As in Algeria, these early humans are associated with Oldowan technology only. The Acheulian portable kit did not arrive this early, or so we are told. These differences between sites and technologies have led to a variety of interpretations without satisfactory resolution. The answer may lie in the ecology. In Baza, as in Ain Hanech and south-east Asia, humans were living close to large and permanent wetlands so portable technology, needed when undertaking long journeys between water sources, may not have been important. Instead, they may have been happy with making more expeditious tools that served them we
ll on the lake margins and which they did not have to carry over large distances. In tropical East Africa and India, seasonality in rainfall would have generated a greater patchwork of wetlands. In the permanent environments, the Oldowan would have sufficed but in the seasonal ones on the edge, the Acheulian came in handy. Viewed this way, it is easy to understand the co-occurrence of Oldowan and Acheulian in some places and the presence of one or the other in others. Both, according to this interpretation, were practised by humans depending on where they were and what they were doing.

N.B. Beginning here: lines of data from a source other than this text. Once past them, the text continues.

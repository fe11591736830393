//! Built-in vocabulary: the primitive actions Karel can perform and the
//! conditions it can sense. Neither needs to be declared by the learner.

use crate::error::FaultKind;
use crate::world::World;

// ─── Primitive actions ───────────────────────────────────────────────────────

#[derive(Debug, Clone, Copy, PartialEq, Eq, Hash)]
pub enum Primitive {
    MoveForward,
    TurnLeft,
    TurnRight,
    TurnAround,
    PickBeeper,
    DropBeeper,
}

impl Primitive {
    pub const ALL: [Primitive; 6] = [
        Self::MoveForward, Self::TurnLeft, Self::TurnRight,
        Self::TurnAround, Self::PickBeeper, Self::DropBeeper,
    ];

    pub fn from_name(name: &str) -> Option<Self> {
        Self::ALL.into_iter().find(|p| p.name() == name)
    }

    pub fn name(self) -> &'static str {
        match self {
            Self::MoveForward => "moveForward",
            Self::TurnLeft    => "turnLeft",
            Self::TurnRight   => "turnRight",
            Self::TurnAround  => "turnAround",
            Self::PickBeeper  => "pickBeeper",
            Self::DropBeeper  => "dropBeeper",
        }
    }

    /// The condition a learner most likely meant when writing this action
    /// where a condition was expected.
    pub fn related_query(self) -> Query {
        match self {
            Self::MoveForward | Self::TurnAround => Query::FrontIsClear,
            Self::TurnLeft                       => Query::LeftIsClear,
            Self::TurnRight                      => Query::RightIsClear,
            Self::PickBeeper | Self::DropBeeper  => Query::OnBeeper,
        }
    }

    /// Precondition against the current world.
    pub fn check(self, world: &World) -> Result<(), FaultKind> {
        let (x, y) = (world.x(), world.y());
        match self {
            Self::MoveForward if !world.front_is_clear() => {
                Err(FaultKind::Blocked { x, y, direction: world.direction() })
            }
            Self::PickBeeper if !world.on_beeper() => Err(FaultKind::NoBeeper { x, y }),
            Self::DropBeeper if world.on_beeper() => Err(FaultKind::BeeperPresent { x, y }),
            _ => Ok(()),
        }
    }

    /// The world after performing this action. Does not check preconditions.
    pub fn apply(self, world: &World) -> World {
        match self {
            Self::MoveForward => world.move_forward(),
            Self::TurnLeft    => world.turn_left(),
            Self::TurnRight   => world.turn_right(),
            Self::TurnAround  => world.turn_around(),
            Self::PickBeeper  => world.pick_beeper(),
            Self::DropBeeper  => world.drop_beeper(world.x(), world.y()),
        }
    }
}

impl std::fmt::Display for Primitive {
    fn fmt(&self, f: &mut std::fmt::Formatter<'_>) -> std::fmt::Result {
        f.write_str(self.name())
    }
}

// ─── Conditions ──────────────────────────────────────────────────────────────

#[derive(Debug, Clone, Copy, PartialEq, Eq, Hash)]
pub enum Query {
    FrontIsClear,
    LeftIsClear,
    RightIsClear,
    OnBeeper,
    BeeperAhead,
}

impl Query {
    pub const ALL: [Query; 5] = [
        Self::FrontIsClear, Self::LeftIsClear, Self::RightIsClear,
        Self::OnBeeper, Self::BeeperAhead,
    ];

    pub fn from_name(name: &str) -> Option<Self> {
        Self::ALL.into_iter().find(|q| q.name() == name)
    }

    pub fn name(self) -> &'static str {
        match self {
            Self::FrontIsClear => "frontIsClear",
            Self::LeftIsClear  => "leftIsClear",
            Self::RightIsClear => "rightIsClear",
            Self::OnBeeper     => "onBeeper",
            Self::BeeperAhead  => "beeperAhead",
        }
    }

    pub fn evaluate(self, world: &World) -> bool {
        match self {
            Self::FrontIsClear => world.front_is_clear(),
            Self::LeftIsClear  => world.left_is_clear(),
            Self::RightIsClear => world.right_is_clear(),
            Self::OnBeeper     => world.on_beeper(),
            Self::BeeperAhead  => world.beeper_ahead(),
        }
    }
}

impl std::fmt::Display for Query {
    fn fmt(&self, f: &mut std::fmt::Formatter<'_>) -> std::fmt::Result {
        f.write_str(self.name())
    }
}

/// True for any name the learner may not declare as a command.
pub fn is_builtin(name: &str) -> bool {
    Primitive::from_name(name).is_some() || Query::from_name(name).is_some()
}

#[cfg(test)]
mod tests {
    use super::*;
    use crate::world::{Direction, FloorPlanBuilder};

    #[test]
    fn names_round_trip() {
        for p in Primitive::ALL {
            assert_eq!(Primitive::from_name(p.name()), Some(p));
        }
        for q in Query::ALL {
            assert_eq!(Query::from_name(q.name()), Some(q));
        }
        assert_eq!(Primitive::from_name("jump"), None);
    }

    #[test]
    fn move_blocked_by_wall() {
        let mut b = FloorPlanBuilder::new();
        b.build_vertical_wall(1, 9);
        let w = b.world();
        assert_eq!(
            Primitive::MoveForward.check(&w),
            Err(FaultKind::Blocked { x: 0, y: 9, direction: Direction::East })
        );
    }

    #[test]
    fn pick_needs_beeper() {
        let w = World::empty();
        assert_eq!(Primitive::PickBeeper.check(&w), Err(FaultKind::NoBeeper { x: 0, y: 9 }));
        let w = w.drop_beeper(0, 9);
        assert_eq!(Primitive::PickBeeper.check(&w), Ok(()));
        assert_eq!(Primitive::PickBeeper.apply(&w).count_beepers(), 0);
    }

    #[test]
    fn drop_needs_empty_cell() {
        let w = World::empty().drop_beeper(0, 9);
        assert_eq!(Primitive::DropBeeper.check(&w), Err(FaultKind::BeeperPresent { x: 0, y: 9 }));
    }

    #[test]
    fn turns_always_succeed() {
        let w = World::empty();
        for p in [Primitive::TurnLeft, Primitive::TurnRight, Primitive::TurnAround] {
            assert_eq!(p.check(&w), Ok(()));
        }
        assert_eq!(Primitive::TurnRight.apply(&w).direction(), Direction::South);
    }

    #[test]
    fn queries_read_world() {
        let w = World::empty().drop_beeper(1, 9);
        assert!(Query::FrontIsClear.evaluate(&w));
        assert!(!Query::RightIsClear.evaluate(&w));
        assert!(Query::BeeperAhead.evaluate(&w));
        assert!(!Query::OnBeeper.evaluate(&w));
    }

    #[test]
    fn builtins_are_reserved() {
        assert!(is_builtin("moveForward"));
        assert!(is_builtin("onBeeper"));
        assert!(!is_builtin("main"));
    }
}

This leaves one question unanswered, that of the late arrival of the Acheulian in Europe. The first recorded European Acheulian is from south-east Spain, not far from Lake Baza, from around 0.9 million years ago.31 That is half-a-million years after the first humans arrived there. How can we explain the lag? I think that the conditions in western Europe, which have always been comparatively humid because of the proximity of the Atlantic Ocean, would have remained relatively wetter than in other parts of southern Middle Earth that had started to experience aridity. If the Acheulian was a response to dry conditions, providing portability when mobility was needed to find scattered water resources, then we would expect this technology to appear later in the more humid regions.
This is exactly what we find in Lake Baza. At its height it would have approached 60 kilometres in length and would have been another of the kind of wetland paradises in which we have already found the first humans. An impressive and diverse mammal fauna lived on its margins: rhinos, elephants, deer, bison, horses, sabre-toothed cats, large hyenas, and dogs. The lake itself held a population of hippos, and lots of frogs and toads have also been recovered, confirming the presence of fresh water. The list will be familiar to us by now, as I am sure it was for Homo sapiens. These humans probably got by without having to move across huge distances. Like Ain Hanech, this large lake would have held permanent water so the human strategy may have simply involved moving along the shoreline or into the lake shore itself at times when waters receded. That living conditions were favourable this far north is confirmed by a study of fossil species which are good climatic indicators: when humans were at Lake Baza mean annual temperatures were more than 4 oC higher than they are there today and mean annual rainfall was 400 millimetres over that of the present day.32 The occupation of the edges of Middle Earth may have been discontinuous and dictated by climate, a topic that we will visit in Chapter 6.